Many see that religious believers are motivated by their faith, he said. Others are skeptical.

"About one in five Americans -- often those who aren't religious -- suspect these disputes are driven by hate," McConnell said. "And a third aren't sure. That's concerning."

Methodology: LifeWay Research conducted the study Sept. 27–Oct. 1, 2016. The survey was conducted using the web-enabled KnowledgePanel, a probability-based panel designed to be representative of the U.S. population. Initially, participants are chosen scientifically by a random selection of telephone numbers and residential addresses. Persons in selected households are then invited by telephone or by mail to participate in the web-enabled KnowledgePanel. For those who agree to participate but do not already have internet access, GfK provides at no cost a laptop and ISP connection.

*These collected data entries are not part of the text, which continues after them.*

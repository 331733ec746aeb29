//! ADSR Envelope generator.

/// Envelope stages.
#[derive(Debug, Clone, Copy, PartialEq, Eq)]
pub enum Stage {
    Idle,
    Attack,
    Decay,
    Sustain,
    Release,
}

/// ADSR Envelope with linear attack/decay/release ramps.
///
/// Stage times and the sustain level are latched when a stage is entered,
/// so [`Envelope::update`] never stretches a ramp that is already running.
#[derive(Debug, Clone)]
pub struct Envelope {
    /// Attack time in seconds.
    attack: f64,
    /// Decay time in seconds.
    decay: f64,
    /// Sustain level [0, 1].
    sustain: f64,
    /// Release time in seconds.
    release: f64,

    stage: Stage,
    level: f64,
    sample_rate: f64,
    /// Length of the current stage in samples.
    stage_samples: usize,
    stage_counter: usize,
    /// Level at the start of the current stage.
    start_level: f64,
    /// Level the current stage ramps towards (sustain level for Decay/Sustain).
    target_level: f64,
}

impl Envelope {
    pub fn new(sample_rate: f64) -> Self {
        Envelope {
            attack: 0.1,
            decay: 0.1,
            sustain: 1.0,
            release: 0.4,
            stage: Stage::Idle,
            level: 0.0,
            sample_rate,
            stage_samples: 0,
            stage_counter: 0,
            start_level: 0.0,
            target_level: 0.0,
        }
    }

    pub fn set_sample_rate(&mut self, sample_rate: f64) {
        self.sample_rate = sample_rate;
    }

    /// Rewrite the stage parameters. Takes effect on the next stage entry.
    pub fn update(&mut self, attack: f64, decay: f64, sustain: f64, release: f64) {
        self.attack = attack.max(0.0);
        self.decay = decay.max(0.0);
        self.sustain = sustain.clamp(0.0, 1.0);
        self.release = release.max(0.0);
    }

    /// Trigger the envelope (note on). Ramps up from the current level.
    pub fn trigger(&mut self) {
        self.stage = Stage::Attack;
        self.stage_samples = self.seconds_to_samples(self.attack);
        self.stage_counter = 0;
        self.start_level = self.level;
        self.target_level = 1.0;
    }

    /// Release the envelope (note off). No-op when idle or already releasing;
    /// releasing from silence goes straight to idle.
    pub fn release(&mut self) {
        if matches!(self.stage, Stage::Idle | Stage::Release) {
            return;
        }
        if self.level <= 0.0 {
            self.reset();
            return;
        }
        self.stage = Stage::Release;
        self.stage_samples = self.seconds_to_samples(self.release);
        self.stage_counter = 0;
        self.start_level = self.level;
        self.target_level = 0.0;
    }

    /// Drop straight to silence without a release ramp.
    pub fn reset(&mut self) {
        self.stage = Stage::Idle;
        self.level = 0.0;
        self.stage_samples = 0;
        self.stage_counter = 0;
        self.start_level = 0.0;
        self.target_level = 0.0;
    }

    /// Advance one sample and return the envelope level [0, 1].
    pub fn advance(&mut self) -> f64 {
        match self.stage {
            Stage::Idle => {
                self.level = 0.0;
            }
            Stage::Attack => {
                if self.ramp() {
                    self.enter_decay();
                }
            }
            Stage::Decay => {
                if self.ramp() {
                    self.stage = Stage::Sustain;
                }
            }
            Stage::Sustain => {
                self.level = self.target_level;
            }
            Stage::Release => {
                if self.ramp() {
                    self.stage = Stage::Idle;
                }
            }
        }
        self.level
    }

    pub fn stage(&self) -> Stage {
        self.stage
    }

    pub fn level(&self) -> f64 {
        self.level
    }

    /// Returns true if the envelope has finished (idle after release).
    pub fn is_idle(&self) -> bool {
        self.stage == Stage::Idle
    }

    /// Step the linear ramp of the current stage. Returns true once the
    /// target is reached; zero-length stages complete on the first sample.
    fn ramp(&mut self) -> bool {
        self.stage_counter += 1;
        if self.stage_counter >= self.stage_samples {
            self.level = self.target_level;
            return true;
        }
        let t = self.stage_counter as f64 / self.stage_samples as f64;
        self.level = (self.start_level + (self.target_level - self.start_level) * t).clamp(0.0, 1.0);
        false
    }

    fn enter_decay(&mut self) {
        self.stage = Stage::Decay;
        self.stage_samples = self.seconds_to_samples(self.decay);
        self.stage_counter = 0;
        self.start_level = self.level;
        self.target_level = self.sustain;
    }

    fn seconds_to_samples(&self, seconds: f64) -> usize {
        (seconds * self.sample_rate).round().max(0.0) as usize
    }
}

#[cfg(test)]
mod tests {
    use super::*;

    fn fast_env(sustain: f64) -> Envelope {
        let mut env = Envelope::new(44100.0);
        env.update(0.001, 0.001, sustain, 0.01);
        env
    }

    #[test]
    fn starts_idle() {
        let env = Envelope::new(44100.0);
        assert!(env.is_idle());
        assert_eq!(env.level(), 0.0);
    }

    #[test]
    fn attack_reaches_one() {
        let mut env = Envelope::new(44100.0);
        env.update(0.01, 0.1, 0.5, 0.1); // 441 samples of attack
        env.trigger();

        let mut max_level = 0.0;
        for _ in 0..500 {
            let s = env.advance();
            if s > max_level {
                max_level = s;
            }
        }
        assert!(
            (max_level - 1.0).abs() < 1e-9,
            "Attack should reach 1.0, got {max_level}"
        );
    }

    #[test]
    fn sustain_holds() {
        let mut env = fast_env(0.6);
        env.trigger();

        for _ in 0..500 {
            env.advance();
        }

        assert_eq!(env.stage(), Stage::Sustain);
        let s = env.advance();
        assert!((s - 0.6).abs() < 1e-9, "Should sustain at 0.6, got {s}");
    }

    #[test]
    fn release_to_zero() {
        let mut env = fast_env(0.7);
        env.trigger();
        for _ in 0..500 {
            env.advance();
        }

        env.release();
        assert_eq!(env.stage(), Stage::Release);
        for _ in 0..1000 {
            env.advance();
        }

        assert!(env.is_idle(), "Should be idle after release");
        assert!(env.level().abs() < 1e-9, "Level should be 0 after release");
    }

    #[test]
    fn zero_length_stages_do_not_produce_nan() {
        let mut env = Envelope::new(44100.0);
        env.update(0.0, 0.0, 0.5, 0.0);
        env.trigger();

        let first = env.advance();
        assert_eq!(first, 1.0, "zero attack should jump to peak");
        let second = env.advance();
        assert_eq!(second, 0.5, "zero decay should land on sustain");

        env.release();
        let released = env.advance();
        assert_eq!(released, 0.0);
        assert!(env.is_idle());
    }

    #[test]
    fn release_during_attack_starts_from_current_level() {
        let mut env = Envelope::new(44100.0);
        env.update(0.1, 0.1, 1.0, 0.1);
        env.trigger();
        for _ in 0..2205 {
            env.advance();
        }
        let before = env.level();
        assert!(before > 0.4 && before < 0.6, "halfway through attack, got {before}");

        env.release();
        let after = env.advance();
        assert!(after <= before && before - after < 1e-3, "release jumped from {before} to {after}");
    }

    #[test]
    fn retrigger_mid_release_is_continuous() {
        let mut env = Envelope::new(44100.0);
        env.update(0.05, 0.05, 0.8, 0.5);
        env.trigger();
        for _ in 0..10_000 {
            env.advance();
        }
        env.release();
        for _ in 0..5_000 {
            env.advance();
        }
        let before = env.level();
        assert!(before > 0.0);

        env.trigger();
        let after = env.advance();
        assert!(after >= before, "retrigger should ramp up from {before}, got {after}");
        assert!(after - before < 1e-3, "retrigger jumped from {before} to {after}");
    }

    #[test]
    fn update_does_not_stretch_running_stage() {
        let mut env = Envelope::new(1000.0);
        env.update(0.1, 0.1, 0.5, 0.1); // 100 samples of attack
        env.trigger();
        for _ in 0..50 {
            env.advance();
        }
        env.update(1.0, 0.1, 0.5, 0.1);
        for _ in 0..50 {
            env.advance();
        }
        assert_eq!(env.stage(), Stage::Decay, "attack should finish on its original schedule");
    }

    #[test]
    fn full_cycle_stays_in_range_and_continuous() {
        let mut env = Envelope::new(44100.0);
        env.update(0.01, 0.05, 0.5, 0.1);
        env.trigger();

        // Steepest ramp is the attack: 1.0 over 441 samples.
        let max_step = 1.0 / 441.0 + 1e-9;
        let mut prev = 0.0;
        for i in 0..20_000 {
            if i == 10_000 {
                env.release();
            }
            let s = env.advance();
            assert!((0.0..=1.0).contains(&s), "Envelope out of range: {s}");
            assert!((s - prev).abs() <= max_step, "Discontinuity at {i}: {prev} -> {s}");
            prev = s;
        }

        assert!(env.is_idle());
    }
}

Sample stratification and weights were used for gender, age, race/ethnicity, region, metro/non-metro, education and income to reflect the most recent U.S. Census data. The completed sample is 1,000 surveys. The sample provides 95 percent confidence that the sampling error does not exceed plus or minus 3.1 percent. Margins of error are higher in subgroups.

LifeWay Research is a Nashville-based, evangelical research firm that specializes in surveys about faith in culture and matters that affect churches.